# A Hard Day's Work!



## beepcake (May 17, 2002)

Spent almost the whole day today giving my car a good going over. Cleaned the roof with baby bath, cleaned the wheels, washed the car (Meguiars NXT), dried the car, clay barred all over (with Meguiars quick detailer), then the Meguiars 3 step crystal system (paint cleaner then polish then wax).

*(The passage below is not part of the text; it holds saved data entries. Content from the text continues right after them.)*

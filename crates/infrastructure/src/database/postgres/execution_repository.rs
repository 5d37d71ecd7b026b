use std::collections::HashMap;

use async_trait::async_trait;
use chrono::{DateTime, Utc};
use sqlx::{PgPool, Row};
use tracing::{debug, instrument};

use conveyor_core::errors::{QueueError, Result};
use conveyor_core::models::{ClaimedExecution, ClaimedJob, Disposition, ExecutionError};
use conveyor_core::traits::{DueExecution, ExecutionRepository};

use super::row_to_job;
use super::semaphore_repository::acquire_slot;

pub struct PostgresExecutionRepository {
    pool: PgPool,
}

impl PostgresExecutionRepository {
    pub fn new(pool: PgPool) -> Self {
        Self { pool }
    }
}

#[async_trait]
impl ExecutionRepository for PostgresExecutionRepository {
    /// 认领协议
    ///
    /// 每个队列一个事务：SKIP LOCKED 选取就绪行，并发事务跳过
    /// 已被他人锁定的行而不是等待，因此 N 个并发调用者的认领
    /// 集合两两不相交。插入认领行、删除就绪行与选取在同一事务内。
    #[instrument(skip(self, queue_names), fields(queues = queue_names.len(), max_count))]
    async fn claim(
        &self,
        queue_names: &[String],
        max_count: i64,
        process_id: i64,
    ) -> Result<Vec<ClaimedJob>> {
        let mut claimed = Vec::new();
        let mut remaining = max_count;

        for queue in queue_names {
            if remaining <= 0 {
                break;
            }

            let mut tx = self.pool.begin().await?;
            let candidates = sqlx::query(
                r#"
                SELECT id, job_id FROM ready_executions
                WHERE queue_name = $1
                ORDER BY priority ASC, job_id ASC
                LIMIT $2
                FOR UPDATE SKIP LOCKED
                "#,
            )
            .bind(queue)
            .bind(remaining)
            .fetch_all(&mut *tx)
            .await?;

            if candidates.is_empty() {
                tx.commit().await?;
                continue;
            }

            let mut ready_ids = Vec::with_capacity(candidates.len());
            let mut job_ids = Vec::with_capacity(candidates.len());
            for row in &candidates {
                ready_ids.push(row.try_get::<i64, _>("id")?);
                job_ids.push(row.try_get::<i64, _>("job_id")?);
            }

            let claim_rows = sqlx::query(
                r#"
                INSERT INTO claimed_executions (job_id, process_id)
                SELECT t.job_id, $1 FROM UNNEST($2::BIGINT[]) AS t(job_id)
                RETURNING id, job_id
                "#,
            )
            .bind(process_id)
            .bind(&job_ids)
            .fetch_all(&mut *tx)
            .await?;

            sqlx::query("DELETE FROM ready_executions WHERE id = ANY($1)")
                .bind(&ready_ids)
                .execute(&mut *tx)
                .await?;

            let job_rows = sqlx::query(
                "SELECT * FROM jobs WHERE id = ANY($1) ORDER BY priority ASC, id ASC",
            )
            .bind(&job_ids)
            .fetch_all(&mut *tx)
            .await?;
            tx.commit().await?;

            let mut claim_ids: HashMap<i64, i64> = HashMap::with_capacity(claim_rows.len());
            for row in &claim_rows {
                claim_ids.insert(row.try_get("job_id")?, row.try_get("id")?);
            }

            for row in &job_rows {
                let job = row_to_job(row)?;
                let claim_id = *claim_ids.get(&job.id).ok_or_else(|| {
                    QueueError::DatabaseOperation(format!("作业 {} 缺少认领行", job.id))
                })?;
                claimed.push(ClaimedJob { claim_id, job });
            }
            remaining = max_count - claimed.len() as i64;

            debug!("队列 {} 认领了 {} 个作业", queue, job_rows.len());
        }

        Ok(claimed)
    }

    async fn claimed_by_process(&self, process_id: i64) -> Result<Vec<ClaimedExecution>> {
        let rows = sqlx::query(
            "SELECT id, job_id, process_id, created_at FROM claimed_executions WHERE process_id = $1 ORDER BY id",
        )
        .bind(process_id)
        .fetch_all(&self.pool)
        .await?;

        rows.iter()
            .map(|row| {
                Ok(ClaimedExecution {
                    id: row.try_get("id")?,
                    job_id: row.try_get("job_id")?,
                    process_id: row.try_get("process_id")?,
                    created_at: row.try_get("created_at")?,
                })
            })
            .collect()
    }

    /// 孤儿回收：死进程认领中的执行统一转为失败记录（可重试）
    #[instrument(skip(self, error), fields(error_class = %error.class))]
    async fn fail_claimed_by_process(
        &self,
        process_id: i64,
        error: &ExecutionError,
    ) -> Result<u64> {
        let mut tx = self.pool.begin().await?;
        let orphaned = sqlx::query(
            "DELETE FROM claimed_executions WHERE process_id = $1 RETURNING job_id",
        )
        .bind(process_id)
        .fetch_all(&mut *tx)
        .await?;

        if orphaned.is_empty() {
            tx.commit().await?;
            return Ok(0);
        }

        let job_ids: Vec<i64> = orphaned
            .iter()
            .map(|row| row.try_get::<i64, _>("job_id"))
            .collect::<std::result::Result<_, _>>()?;

        sqlx::query(
            r#"
            INSERT INTO failed_executions (job_id, error_class, error_message, backtrace)
            SELECT t.job_id, $2, $3, $4 FROM UNNEST($1::BIGINT[]) AS t(job_id)
            ON CONFLICT (job_id) DO NOTHING
            "#,
        )
        .bind(&job_ids)
        .bind(&error.class)
        .bind(&error.message)
        .bind(&error.backtrace)
        .execute(&mut *tx)
        .await?;
        tx.commit().await?;

        Ok(job_ids.len() as u64)
    }

    async fn due_scheduled(
        &self,
        now: DateTime<Utc>,
        excluded_queues: &[String],
        limit: i64,
    ) -> Result<Vec<DueExecution>> {
        let rows = sqlx::query(
            r#"
            SELECT job_id, queue_name, priority, scheduled_at
            FROM scheduled_executions
            WHERE scheduled_at <= $1 AND queue_name <> ALL($2)
            ORDER BY scheduled_at ASC, priority ASC, job_id ASC
            LIMIT $3
            "#,
        )
        .bind(now)
        .bind(excluded_queues)
        .bind(limit)
        .fetch_all(&self.pool)
        .await?;

        rows.iter()
            .map(|row| {
                Ok(DueExecution {
                    job_id: row.try_get("job_id")?,
                    queue_name: row.try_get("queue_name")?,
                    priority: row.try_get("priority")?,
                    scheduled_at: row.try_get("scheduled_at")?,
                })
            })
            .collect()
    }

    /// 晋升是幂等的：scheduled 行已被其他 dispatcher 消费时直接返回 false，
    /// 执行表的 job_id 唯一索引兜底防止双重晋升。
    #[instrument(skip(self, disposition))]
    async fn promote_scheduled(&self, job_id: i64, disposition: Disposition) -> Result<bool> {
        let mut tx = self.pool.begin().await?;
        let removed = sqlx::query(
            "DELETE FROM scheduled_executions WHERE job_id = $1 RETURNING queue_name, priority",
        )
        .bind(job_id)
        .fetch_optional(&mut *tx)
        .await?;

        let row = match removed {
            Some(row) => row,
            None => {
                tx.commit().await?;
                return Ok(false);
            }
        };
        let queue_name: String = row.try_get("queue_name")?;
        let priority: i32 = row.try_get("priority")?;

        match &disposition {
            Disposition::Ready => {
                sqlx::query(
                    "INSERT INTO ready_executions (job_id, queue_name, priority) VALUES ($1, $2, $3)",
                )
                .bind(job_id)
                .bind(&queue_name)
                .bind(priority)
                .execute(&mut *tx)
                .await?;
            }
            Disposition::Blocked { key, expires_at } => {
                sqlx::query(
                    "INSERT INTO blocked_executions (job_id, queue_name, priority, concurrency_key, expires_at) VALUES ($1, $2, $3, $4, $5)",
                )
                .bind(job_id)
                .bind(&queue_name)
                .bind(priority)
                .bind(key)
                .bind(expires_at)
                .execute(&mut *tx)
                .await?;
            }
            Disposition::Finished => {
                sqlx::query("UPDATE jobs SET finished_at = now(), updated_at = now() WHERE id = $1")
                    .bind(job_id)
                    .execute(&mut *tx)
                    .await?;
            }
            Disposition::Scheduled(_) => {
                return Err(QueueError::Internal(
                    "晋升目标不能仍是 Scheduled".to_string(),
                ));
            }
        }
        tx.commit().await?;
        Ok(true)
    }

    /// 释放一个等待者
    ///
    /// SKIP LOCKED 锁定该键优先级最高的阻塞行，并发信号方不会
    /// 争抢同一等待者；拿到行后在同一事务内条件扣减槽位，
    /// 确认确实有空位才迁移为 Ready。
    #[instrument(skip(self))]
    async fn release_one_blocked(&self, concurrency_key: &str) -> Result<bool> {
        let mut tx = self.pool.begin().await?;
        let candidate = sqlx::query(
            r#"
            SELECT b.id, b.job_id, b.queue_name, b.priority,
                   j.concurrency_limit, j.concurrency_duration_seconds
            FROM blocked_executions b
            JOIN jobs j ON j.id = b.job_id
            WHERE b.concurrency_key = $1
            ORDER BY b.priority ASC, b.job_id ASC
            LIMIT 1
            FOR UPDATE OF b SKIP LOCKED
            "#,
        )
        .bind(concurrency_key)
        .fetch_optional(&mut *tx)
        .await?;

        let row = match candidate {
            Some(row) => row,
            None => {
                tx.commit().await?;
                return Ok(false);
            }
        };
        let blocked_id: i64 = row.try_get("id")?;
        let job_id: i64 = row.try_get("job_id")?;
        let queue_name: String = row.try_get("queue_name")?;
        let priority: i32 = row.try_get("priority")?;
        let limit: i32 = row.try_get("concurrency_limit")?;
        let duration_seconds: i64 = row.try_get("concurrency_duration_seconds")?;

        if !acquire_slot(&mut *tx, concurrency_key, limit, duration_seconds).await? {
            tx.commit().await?;
            return Ok(false);
        }

        sqlx::query("DELETE FROM blocked_executions WHERE id = $1")
            .bind(blocked_id)
            .execute(&mut *tx)
            .await?;
        sqlx::query(
            "INSERT INTO ready_executions (job_id, queue_name, priority) VALUES ($1, $2, $3)",
        )
        .bind(job_id)
        .bind(&queue_name)
        .bind(priority)
        .execute(&mut *tx)
        .await?;
        tx.commit().await?;

        debug!("并发键 {} 的作业 {} 已解除阻塞", concurrency_key, job_id);
        Ok(true)
    }

    async fn releasable_keys(&self, now: DateTime<Utc>, limit: i64) -> Result<Vec<String>> {
        let rows = sqlx::query(
            r#"
            SELECT DISTINCT b.concurrency_key
            FROM blocked_executions b
            LEFT JOIN semaphores s ON s.key = b.concurrency_key
            WHERE s.key IS NULL OR s.value > 0 OR b.expires_at <= $1
            ORDER BY b.concurrency_key
            LIMIT $2
            "#,
        )
        .bind(now)
        .bind(limit)
        .fetch_all(&self.pool)
        .await?;

        rows.iter()
            .map(|row| Ok(row.try_get::<String, _>("concurrency_key")?))
            .collect()
    }
}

Absolutely flippin' knackered but really very happy with the results:




























First time I've cleaned a car "properly" (i.e. more than a wash and simple wax) and I'm really pleased with the results - the paint is so smooth now I reckon I've knocked half a second off the 0-62 because of the lack of drag ;-)

Thanks to the folks that posted all the guides, it's excellent reading for car cleaning noobs like myself


----------



## Audiphil (Oct 23, 2012)

Looking good


----------



## SalsredTT (Jan 8, 2011)

Looks good - shame it will be horrid again in a couple of miles!


----------



## davelincs (Jan 1, 2010)

Good job done, only to do it all again next weekend


----------



## V6graeme (Apr 29, 2012)

The results are definitely worth the effort, but then i would say that no having done it :lol:


----------



## digital_dreamer (Aug 28, 2011)

looks good - So when are you going to buy the machine polisher now that you've got the bug! :lol:


----------



## beepcake (May 17, 2002)

digital_dreamer said:


> looks good - So when are you going to buy the machine polisher now that you've got the bug! :lol:


My Dad has a cheap one, but not sure I want to use it .. I can do less damage with my hands


----------



## digital_dreamer (Aug 28, 2011)

Wise man!!!

Cheap tool.... can end up costing you.

Start with a da polisher and loads of reading and your be fine!


----------



## beepcake (May 17, 2002)

digital_dreamer said:


> Wise man!!!
> 
> Cheap tool.... can end up costing you.
> 
> Start with a da polisher and loads of reading and your be fine!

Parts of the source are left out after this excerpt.